John Cassaday died in his longtime home of New York City on Sept. 9. He was 52. Born Dec. 14, 1971, in Fort Worth, Texas, Cassaday first broke into comics at Boneyard Press and Caliber Press in the early to mid-1990s. But it was after meeting writer Mark Waid at the Big Apple Con in New York that his career took off.
"John came up to me at a convention in the '90s at Madison Square Garden, showing me his work in hopes of a critique,” Waid said. “I had nothing to critique. He was there, as far as I was concerned. His grasp of storytelling and anatomy was in place already.”
“John was pleasant, he was polite and well-mannered, and when he showed me his portfolio, I also knew he was tremendously talented for a newcomer. The next morning, I was having breakfast with writer Jeff Mariotte, who mentioned he was looking for an illustrator for his next series, Desperadoes. Boy, did he say that to the right guy, because I had just the artist in mind," Waid said. “Outside of that fortuitous referral, I refuse to take any real credit for 'discovering' John Cassaday. I can’t take credit for having functioning eyeballs.”

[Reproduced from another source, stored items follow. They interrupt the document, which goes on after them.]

//! Common test utilities

#![allow(dead_code)]

use harness::{HarnessConfig, ListenerConfig, NodeCommand, NodeConfig, NodeHarness};
use std::path::Path;
use std::time::Duration;

/// Shell script standing in for the node: startup banner, then heartbeats,
/// then the miners start after a few beats
pub const NODE_SCRIPT: &str = r#"
echo "Worker Thread Count: 2"
i=0
while true; do
  echo "p2p-status heartbeat $i"
  if [ $i -eq 3 ]; then echo "sealing new block #1"; fi
  if [ -n "$TX_HASH" ] && [ $i -eq 2 ]; then
    echo "Transaction: $TX_HASH was sealed into block #1"
  fi
  i=$((i+1))
  sleep 0.1
done
"#;

pub fn config(dir: &Path) -> HarnessConfig {
    harness::logging::init_logging("debug");
    let node = NodeConfig::new(
        NodeCommand::new("sh").arg("-c").arg(NODE_SCRIPT).env("TX_HASH", "0xabc123"),
        dir.join("log"),
    )
    .with_data_dir(dir.join("database"))
    .with_shutdown_timeout(Duration::from_secs(2));
    let listener = ListenerConfig {
        poll_interval_ms: 10,
        rotation_grace_ms: 50,
        ..ListenerConfig::default()
    };
    HarnessConfig::new(node, listener)
}

pub fn harness(dir: &Path) -> NodeHarness {
    NodeHarness::new(config(dir)).expect("valid harness config")
}
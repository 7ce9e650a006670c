//! Tracing setup

use tracing_subscriber::EnvFilter;

/// Install a fmt subscriber filtered by `RUST_LOG`, falling back to `level`
///
/// Safe to call more than once; only the first call installs anything.
pub fn init_logging(level: &str) {
    let filter = EnvFilter::try_from_default_env().unwrap_or_else(|_| EnvFilter::new(level));
    let _ = tracing_subscriber::fmt()
        .with_env_filter(filter)
        .with_target(false)
        .try_init();
}
//! Node integration-test harness
//!
//! Pairs a locally started node ([`node_process`]) with a listener on its
//! log ([`log_listener`]), replacing the listener whenever the node restarts.
//!
//! # Example
//!
//! ```no_run
//! use harness::{HarnessConfig, NodeHarness};
//! use std::time::Duration;
//!
//! fn main() -> anyhow::Result<()> {
//!     let config = HarnessConfig::from_file("harness.yaml")?;
//!     harness::logging::init_logging(&config.log_level);
//!
//!     let harness = NodeHarness::new(config)?;
//!     let listener = harness.start()?;
//!     let mut miners = listener.listen_for_miners_to_start(Duration::from_secs(60));
//!     assert!(miners.get().is_observed());
//!
//!     smol::block_on(harness.stop())?;
//!     Ok(())
//! }
//! ```

#![warn(missing_docs)]

pub mod config;
pub mod error;
pub mod logging;
mod node_harness;

pub use config::HarnessConfig;
pub use error::{Error, Result};
pub use node_harness::NodeHarness;

pub use log_listener::{Event, EventFuture, EventResult, Listener, ListenerConfig, NOT_LISTENING};
pub use node_process::{NodeCommand, NodeConfig, NodeProcess};
//! Cooperative timer queue
//!
//! The only source of deferred execution in this crate. Nothing runs in
//! the background: time moves when the owner calls [`Timers::advance`],
//! which fires every due timer in deadline order. Callbacks run outside
//! the queue borrow, so they may schedule or cancel further timers.

use std::cell::RefCell;
use std::rc::Rc;

/// Identifier for an armed timer
pub type TimerId = u64;

type TimerFn = Box<dyn FnOnce()>;

struct Entry {
    deadline_ms: u64,
    id: TimerId,
    callback: TimerFn,
}

#[derive(Default)]
struct Queue {
    now_ms: u64,
    next_id: TimerId,
    armed: Vec<Entry>,
}

/// Handle to a shared cooperative timer queue
///
/// Cloning produces another handle to the same queue, so a whole graph of
/// debouncers and observables can share one clock.
#[derive(Clone, Default)]
pub struct Timers {
    queue: Rc<RefCell<Queue>>,
}

impl Timers {
    /// Create a new queue at time zero
    pub fn new() -> Self {
        Self::default()
    }

    /// Current queue time in milliseconds
    pub fn now_ms(&self) -> u64 {
        self.queue.borrow().now_ms
    }

    /// Number of armed timers
    pub fn armed(&self) -> usize {
        self.queue.borrow().armed.len()
    }

    /// Arm a timer `delay_ms` from now
    ///
    /// A zero delay does not run `callback` synchronously; it fires on the
    /// next [`advance`](Timers::advance) call, even `advance(0)`.
    pub fn schedule(&self, delay_ms: u64, callback: impl FnOnce() + 'static) -> TimerId {
        let mut queue = self.queue.borrow_mut();
        let id = queue.next_id;
        queue.next_id += 1;
        let deadline_ms = queue.now_ms + delay_ms;
        queue.armed.push(Entry {
            deadline_ms,
            id,
            callback: Box::new(callback),
        });
        id
    }

    /// Disarm a timer
    ///
    /// Returns false if it already fired or was cancelled.
    pub fn cancel(&self, id: TimerId) -> bool {
        let mut queue = self.queue.borrow_mut();
        let before = queue.armed.len();
        queue.armed.retain(|entry| entry.id != id);
        queue.armed.len() != before
    }

    /// Move time forward by `delta_ms` and fire every timer that comes due
    ///
    /// Timers fire in deadline order, FIFO among equal deadlines. The
    /// queue time steps to each deadline as it fires, so a timer scheduled
    /// by a callback fires within the same call when its deadline still
    /// falls inside the window.
    pub fn advance(&self, delta_ms: u64) {
        let target_ms = self.queue.borrow().now_ms + delta_ms;
        loop {
            let callback = {
                let mut queue = self.queue.borrow_mut();
                let next = queue
                    .armed
                    .iter()
                    .enumerate()
                    .filter(|(_, entry)| entry.deadline_ms <= target_ms)
                    .min_by_key(|(_, entry)| (entry.deadline_ms, entry.id))
                    .map(|(index, _)| index);
                match next {
                    Some(index) => {
                        let entry = queue.armed.swap_remove(index);
                        queue.now_ms = queue.now_ms.max(entry.deadline_ms);
                        Some(entry.callback)
                    }
                    None => {
                        queue.now_ms = target_ms;
                        None
                    }
                }
            };
            match callback {
                Some(callback) => callback(),
                None => break,
            }
        }
    }

    /// Fire timers already due without moving time
    pub fn tick(&self) {
        self.advance(0);
    }
}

“I mentioned that I was searching for the right artist for a horror-western series I was developing for Homage Comics, the creator-owned imprint at WildStorm Productions,” Mariotte said. “Jim [Lee] wanted a western, and knowing of my love for the genre, he asked me to come up with something. That something became Desperadoes. Anyway, I told Mark of my mission, and to my surprise, he had, the day before, come into some samples of work by a young artist named John Cassaday. He showed me the samples, and I was impressed. The storytelling was terrific, the technical aspects well done. The guy could draw! And he lived in Texas, which meant he would be familiar with western landscapes, horses, cowboy hats, etc. I took the samples home and showed them to Jim, who agreed that Cassaday had a lot of potential. Then I reached out to John, and received an enthusiastic response. I sent him the pitch I'd given Jim, which included brief descriptions of the main characters and the overall thrust of the initial story arc. John sent back sketches of the characters and some of the western scenery. They were brilliant, and my search was over.”

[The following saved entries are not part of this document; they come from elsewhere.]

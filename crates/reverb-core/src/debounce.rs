//! Temporal coalescing of repeated calls
//!
//! A [`Debouncer`] wraps a single-argument callback so that bursts of
//! calls within a wait window collapse into one invocation:
//!
//! - Trailing edge (default): each call records the latest argument and
//!   resets the window; the callback fires once, a full window after the
//!   last call of the burst, with that last argument.
//! - Leading edge: the first call of a burst fires immediately and opens
//!   the window; calls while it is open are suppressed entirely — no
//!   invocation, no argument update, no window reset.
//!
//! Pending state is private to each debouncer; wrapping two callbacks
//! never shares a window.

use crate::config::{DebounceConfig, Edge};
use crate::time::{TimerId, Timers};
use std::cell::RefCell;
use std::rc::Rc;

struct Pending<T> {
    timer: Option<TimerId>,
    last_arg: Option<T>,
}

impl<T> Default for Pending<T> {
    fn default() -> Self {
        Self {
            timer: None,
            last_arg: None,
        }
    }
}

/// A debounced single-argument callback
///
/// Dropping the debouncer disarms any pending timer, so a trailing
/// delivery still in flight is discarded rather than fired late.
pub struct Debouncer<T> {
    timers: Timers,
    config: DebounceConfig,
    callback: Rc<RefCell<dyn FnMut(T)>>,
    pending: Rc<RefCell<Pending<T>>>,
}

impl<T: 'static> Debouncer<T> {
    /// Wrap `callback` with the given window over the shared timer queue
    pub fn new(timers: Timers, config: DebounceConfig, callback: impl FnMut(T) + 'static) -> Self {
        Self {
            timers,
            config,
            callback: Rc::new(RefCell::new(callback)),
            pending: Rc::new(RefCell::new(Pending::default())),
        }
    }

    /// The configured window
    pub fn config(&self) -> DebounceConfig {
        self.config
    }

    /// Whether a window is currently open
    pub fn is_pending(&self) -> bool {
        self.pending.borrow().timer.is_some()
    }

    /// Feed one call into the debouncer
    pub fn call(&self, arg: T) {
        match self.config.edge {
            Edge::Trailing => self.call_trailing(arg),
            Edge::Leading => self.call_leading(arg),
        }
    }

    fn call_trailing(&self, arg: T) {
        {
            let mut pending = self.pending.borrow_mut();
            pending.last_arg = Some(arg);
            if let Some(timer) = pending.timer.take() {
                self.timers.cancel(timer);
            }
        }

        let callback = Rc::downgrade(&self.callback);
        let pending = Rc::downgrade(&self.pending);
        let timer = self.timers.schedule(self.config.wait_ms, move || {
            let (Some(callback), Some(pending)) = (callback.upgrade(), pending.upgrade()) else {
                return;
            };
            let arg = {
                let mut pending = pending.borrow_mut();
                pending.timer = None;
                pending.last_arg.take()
            };
            if let Some(arg) = arg {
                (&mut *callback.borrow_mut())(arg);
            }
        });
        self.pending.borrow_mut().timer = Some(timer);
    }

    fn call_leading(&self, arg: T) {
        if self.pending.borrow().timer.is_some() {
            return;
        }

        // The timer only closes the window; it never re-invokes.
        let pending = Rc::downgrade(&self.pending);
        let timer = self.timers.schedule(self.config.wait_ms, move || {
            if let Some(pending) = pending.upgrade() {
                pending.borrow_mut().timer = None;
            }
        });
        self.pending.borrow_mut().timer = Some(timer);

        (&mut *self.callback.borrow_mut())(arg);
    }
}

impl<T> Drop for Debouncer<T> {
    fn drop(&mut self) {
        if let Some(timer) = self.pending.borrow_mut().timer.take() {
            self.timers.cancel(timer);
        }
    }
}

#[cfg(test)]
mod tests {
    use super::*;

    fn collected<T: 'static>() -> (Rc<RefCell<Vec<T>>>, impl FnMut(T) + 'static) {
        let seen: Rc<RefCell<Vec<T>>> = Rc::new(RefCell::new(Vec::new()));
        let sink = {
            let seen = Rc::clone(&seen);
            move |arg: T| seen.borrow_mut().push(arg)
        };
        (seen, sink)
    }

    /// Five calls at 10ms intervals against a 100ms trailing window: one
    /// invocation, a full window after the last call, with its argument.
    #[test]
    fn test_trailing_coalesces_burst() {
        let timers = Timers::new();
        let (seen, sink) = collected();
        let debouncer = Debouncer::new(timers.clone(), DebounceConfig::trailing(100), sink);

        for i in 0..5u32 {
            debouncer.call(i);
            timers.advance(10);
        }
        assert!(seen.borrow().is_empty());

        // Last call landed at t=40; its window closes at t=140
        timers.advance(89);
        assert!(seen.borrow().is_empty());

        timers.advance(1);
        assert_eq!(*seen.borrow(), vec![4]);
        assert!(!debouncer.is_pending());
    }

    #[test]
    fn test_trailing_each_call_resets_window() {
        let timers = Timers::new();
        let (seen, sink) = collected();
        let debouncer = Debouncer::new(timers.clone(), DebounceConfig::trailing(100), sink);

        debouncer.call(1u32);
        timers.advance(99);
        debouncer.call(2);
        timers.advance(99);
        assert!(seen.borrow().is_empty());

        timers.advance(1);
        assert_eq!(*seen.borrow(), vec![2]);
    }

    /// Leading edge fires on the first call, suppresses while the window
    /// is open, and fires again once it has expired.
    #[test]
    fn test_leading_fires_first_then_suppresses() {
        let timers = Timers::new();
        let (seen, sink) = collected();
        let debouncer = Debouncer::new(timers.clone(), DebounceConfig::leading(100), sink);

        debouncer.call(1u32);
        assert_eq!(*seen.borrow(), vec![1]);

        timers.advance(50);
        debouncer.call(2);
        assert_eq!(*seen.borrow(), vec![1]);

        // Suppressed calls do not reset the window: it still closes at t=100
        timers.advance(50);
        debouncer.call(3);
        assert_eq!(*seen.borrow(), vec![1, 3]);
    }

    #[test]
    fn test_zero_wait_still_defers_trailing() {
        let timers = Timers::new();
        let (seen, sink) = collected();
        let debouncer = Debouncer::new(timers.clone(), DebounceConfig::trailing(0), sink);

        debouncer.call(7u32);
        assert!(seen.borrow().is_empty());

        timers.tick();
        assert_eq!(*seen.borrow(), vec![7]);
    }

    #[test]
    fn test_debouncers_keep_independent_state() {
        let timers = Timers::new();
        let (seen_a, sink_a) = collected();
        let (seen_b, sink_b) = collected();
        let a = Debouncer::new(timers.clone(), DebounceConfig::trailing(100), sink_a);
        let b = Debouncer::new(timers.clone(), DebounceConfig::trailing(100), sink_b);

        a.call(1u32);
        timers.advance(50);
        b.call(2u32);

        // a's window closes at t=100, b's at t=150
        timers.advance(50);
        assert_eq!(*seen_a.borrow(), vec![1]);
        assert!(seen_b.borrow().is_empty());

        timers.advance(50);
        assert_eq!(*seen_b.borrow(), vec![2]);
    }

    #[test]
    fn test_drop_disarms_pending_timer() {
        let timers = Timers::new();
        let (seen, sink) = collected::<u32>();
        let debouncer = Debouncer::new(timers.clone(), DebounceConfig::trailing(100), sink);

        debouncer.call(1);
        assert_eq!(timers.armed(), 1);

        drop(debouncer);
        assert_eq!(timers.armed(), 0);

        timers.advance(200);
        assert!(seen.borrow().is_empty());
    }

    #[test]
    fn test_leading_window_closes_without_reinvoking() {
        let timers = Timers::new();
        let (seen, sink) = collected();
        let debouncer = Debouncer::new(timers.clone(), DebounceConfig::leading(100), sink);

        debouncer.call(1u32);
        assert!(debouncer.is_pending());

        timers.advance(100);
        assert!(!debouncer.is_pending());
        assert_eq!(*seen.borrow(), vec![1]);
    }
}
//! Identity types for observables

use serde::{Deserialize, Serialize};
use std::fmt;

/// Unique identifier for an observable instance at runtime
#[derive(Debug, Clone, Copy, PartialEq, Eq, Hash, Serialize, Deserialize)]
pub struct ObservableId(pub u64);

impl ObservableId {
    /// Create a new observable ID
    pub fn new(id: u64) -> Self {
        Self(id)
    }

    /// Get the raw ID value
    pub fn raw(&self) -> u64 {
        self.0
    }
}

impl fmt::Display for ObservableId {
    fn fmt(&self, f: &mut fmt::Formatter<'_>) -> fmt::Result {
        write!(f, "observable:{}", self.0)
    }
}

#[cfg(test)]
mod tests {
    use super::*;

    #[test]
    fn test_observable_id() {
        let id = ObservableId::new(42);
        assert_eq!(id.raw(), 42);
        assert_eq!(format!("{}", id), "observable:42");
    }
}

Desperadoes was Cassaday’s first big project, and over the course of that miniseries, he grew as an artist with each issue.

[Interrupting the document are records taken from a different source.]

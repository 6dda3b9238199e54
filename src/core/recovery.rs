//! 错误处置策略
//!
//! 根据 HiveError 类型返回 Disposition，供 Worker 工厂与编排器决定是整体失败、跳过单个 Worker，还是只写入该 Worker 的活动日志。

use crate::core::{HiveError, ProxyError, RegistryError};

/// 错误的处置方式
#[derive(Debug, Clone, Copy, PartialEq, Eq)]
pub enum Disposition {
    /// 整条指令失败，原样提示用户，不重试
    SurfaceToUser,
    /// 跳过当前 Worker，集群其余部分继续
    SkipWorker,
    /// 仅记入对应 Worker 的活动日志，不改变其状态
    LogOnWorker,
}

/// 错误传播策略：单个 Worker 的错误不会中止兄弟 Worker 或整条指令
#[derive(Debug, Default)]
pub struct ErrorPolicy;

impl ErrorPolicy {
    pub fn new() -> Self {
        Self
    }

    pub fn disposition(&self, err: &HiveError) -> Disposition {
        match err {
            HiveError::Interpretation(_) => Disposition::SurfaceToUser,
            HiveError::Allocation(_) => Disposition::SkipWorker,
            HiveError::Proxy(ProxyError::UnknownProxy(_)) => Disposition::SurfaceToUser,
            HiveError::Proxy(_) => Disposition::LogOnWorker,
            HiveError::Session(_) => Disposition::LogOnWorker,
            HiveError::Registry(RegistryError::UnknownWorker(_)) => Disposition::SurfaceToUser,
            HiveError::Registry(RegistryError::ConcurrencyLimit { .. }) => Disposition::LogOnWorker,
            HiveError::Registry(RegistryError::RunEnded(_)) => Disposition::LogOnWorker,
        }
    }

    /// 该错误是否构成用户可见的指令失败
    pub fn is_fatal(&self, err: &HiveError) -> bool {
        self.disposition(err) == Disposition::SurfaceToUser
    }
}
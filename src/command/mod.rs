//! 指令层：关键词表驱动的意图解析

pub mod interpreter;
pub mod task;

pub use interpreter::{CommandInterpreter, DEFAULT_TARGET_COUNT};
pub use task::{estimate_duration_hours, Action, Platform, Task};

"John definitely improved fast,” Mariotte said. “He was willing to try anything, and I don't remember anybody ever coming up with a scenario that he couldn't pull off beautifully. He inked his own work, and at that time he was being colored by Nick Bell. Everything I saw in those initial sample pages was there, and more. He didn't take shortcuts – he drew backgrounds that lent a sense of concrete reality to the scenes (which helps when you're asking readers to embrace various weird supernatural/horrific storylines. He did the research necessary to get things right. As pages for each issue came in, I was blown away by the beauty of the work, by the creative layouts that looked great and still told the story, by the details he worked onto the pages. I've worked with many good artists, but the only times I really felt that particular sense of joy when I looked at new pages and saw my story looking so much better than it had in my head were when I worked with John Cassaday, and then with John Severin on the second Desperadoes miniseries.”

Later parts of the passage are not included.